В то время как Кесслер одним ухом прижался к двери, пытаясь разобрать, о чем говорили внутри, и одновременно прислушивался к звукам в подъезде, случилось нечто совершенно Неожиданное: дверь открылась и перед ним предстал Лозински. Маленький, своим носом с горбинкой и глубоко посаженными Глазами напоминающий коршуна.

Оба молча стояли друг напротив друга, но их взгляды говорили примерно одно и то же: «Вот ты и попался!» Лозински, к которому самообладание вернулось раньше, подошел вплотную к Кесслеру, посмотрел ему прямо в глаза и усмехнулся, склонив, словно коршун, голову немного набок. Это был явный признак – поляк угрожал и собирался нападать. Он еле слышно прошипел, не спуская глаз с молодого иезуита:

– Шпионите за мной, брат во Христе? От вас я подобного никак не ожидал. Veritatem dies aperit…

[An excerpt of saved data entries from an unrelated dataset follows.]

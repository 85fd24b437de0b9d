//! Configuration types for MindSpace.
//!
//! `AppConfig` represents `config.toml` in the data directory. Every field has
//! a default so an absent file yields a usable (if unconfigured) client;
//! values a command actually needs are checked with the `require_*` helpers.

use std::fmt;

use serde::Deserialize;

use crate::error::ConfigError;

/// Top-level configuration, loaded from `~/.mindspace/config.toml`.
#[derive(Debug, Default, Deserialize)]
pub struct AppConfig {
    #[serde(default)]
    pub google: GoogleConfig,
    #[serde(default)]
    pub firebase: FirebaseConfig,
    #[serde(default)]
    pub completion: CompletionConfig,
}

/// Google OAuth client settings.
#[derive(Deserialize)]
pub struct GoogleConfig {
    pub client_id: Option<String>,
    pub client_secret: Option<String>,
    #[serde(default = "default_auth_url")]
    pub auth_url: String,
    #[serde(default = "default_token_url")]
    pub token_url: String,
    #[serde(default = "default_userinfo_url")]
    pub userinfo_url: String,
    #[serde(default = "default_scopes")]
    pub scopes: String,
}

fn default_auth_url() -> String {
    "https://accounts.google.com/o/oauth2/v2/auth".to_string()
}

fn default_token_url() -> String {
    "https://oauth2.googleapis.com/token".to_string()
}

fn default_userinfo_url() -> String {
    "https://www.googleapis.com/oauth2/v1/userinfo".to_string()
}

fn default_scopes() -> String {
    "openid email profile".to_string()
}

impl Default for GoogleConfig {
    fn default() -> Self {
        Self {
            client_id: None,
            client_secret: None,
            auth_url: default_auth_url(),
            token_url: default_token_url(),
            userinfo_url: default_userinfo_url(),
            scopes: default_scopes(),
        }
    }
}

// Manual Debug so the client secret never lands in logs.
impl fmt::Debug for GoogleConfig {
    fn fmt(&self, f: &mut fmt::Formatter<'_>) -> fmt::Result {
        f.debug_struct("GoogleConfig")
            .field("client_id", &self.client_id)
            .field("client_secret", &self.client_secret.as_ref().map(|_| "[REDACTED]"))
            .field("auth_url", &self.auth_url)
            .field("token_url", &self.token_url)
            .field("userinfo_url", &self.userinfo_url)
            .field("scopes", &self.scopes)
            .finish()
    }
}

impl GoogleConfig {
    pub fn require_client_id(&self) -> Result<&str, ConfigError> {
        non_empty(self.client_id.as_deref(), "google.client_id")
    }

    pub fn require_client_secret(&self) -> Result<&str, ConfigError> {
        non_empty(self.client_secret.as_deref(), "google.client_secret")
    }
}

/// Firebase Realtime Database settings.
#[derive(Default, Deserialize)]
pub struct FirebaseConfig {
    /// e.g. `https://mindspace-5af03-default-rtdb.firebaseio.com/`
    pub database_url: Option<String>,
    /// Database secret or ID token, sent as the `auth` query parameter.
    pub auth_token: Option<String>,
}

impl fmt::Debug for FirebaseConfig {
    fn fmt(&self, f: &mut fmt::Formatter<'_>) -> fmt::Result {
        f.debug_struct("FirebaseConfig")
            .field("database_url", &self.database_url)
            .field("auth_token", &self.auth_token.as_ref().map(|_| "[REDACTED]"))
            .finish()
    }
}

impl FirebaseConfig {
    pub fn require_database_url(&self) -> Result<&str, ConfigError> {
        let url = non_empty(self.database_url.as_deref(), "firebase.database_url")?;
        require_http("firebase.database_url", url)
    }
}

/// Chat completion service settings.
#[derive(Debug, Default, Deserialize)]
pub struct CompletionConfig {
    pub endpoint: Option<String>,
}

impl CompletionConfig {
    pub fn require_endpoint(&self) -> Result<&str, ConfigError> {
        let url = non_empty(self.endpoint.as_deref(), "completion.endpoint")?;
        require_http("completion.endpoint", url)
    }
}

fn non_empty<'a>(value: Option<&'a str>, field: &'static str) -> Result<&'a str, ConfigError> {
    match value.map(str::trim) {
        Some(v) if !v.is_empty() => Ok(v),
        _ => Err(ConfigError::Missing(field)),
    }
}

fn require_http<'a>(field: &'static str, url: &'a str) -> Result<&'a str, ConfigError> {
    if url.starts_with("http://") || url.starts_with("https://") {
        Ok(url)
    } else {
        Err(ConfigError::Invalid {
            field,
            reason: format!("'{url}' is not an http(s) URL"),
        })
    }
}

Кесслер чувствовал себя так, будто его застали врасплох, словно церковного служителя за неподобающими его положению деяниями. Он не мог найти подходящего ответа, хотя внутренний голос и говорил ему, что в действительности виноватым должен чувствовать себя Лозински. Ведь именно его застали врасплох. Поляк закрыл за собой дверь, схватил Кесслера за руку и начал подталкивать к лестнице:

– Мне кажется, что мы должны серьезно поговорить и так не считаете?

Молодой иезуит энергично закивал в знак согласия. Напряжение несколько спало. Во всяком случае, так показалось Кесслеру. После того как они молча вышли из мрачного дома. Лозински заговорил вновь в его голосе не было и тени смущения или страха. Поляк спросил своего брата по ордену, удалось ли ему узнать побольше о нем, Лозински. Кесслер ответил отрицательно и признался, что до сих пор ему казались странными лишь регулярные вечерние прогулки. Но он, мол, обратил внимание на отсутствие Лозински в монастыре Сан-Игнасио и проявил любопытство исключительно по той причине, что поляк не прекращал остро критиковать Манцони. Лозински, улыбнувшись, кивнул.

2

На Кампо дей Фиори они разыскали тратторию, и поляк заказал ламбруско. Не будем вдаваться в подробности, почему священники и монахи питают такую слабость к этому вину. Для дальнейшего повествования важным является лишь тот факт, что ламбруско быстрее, чем любое другое сладкое вино, развязывает язык. Вполне можно предположить, что именно эту цель и преследовал поляк, угощая Кесслера.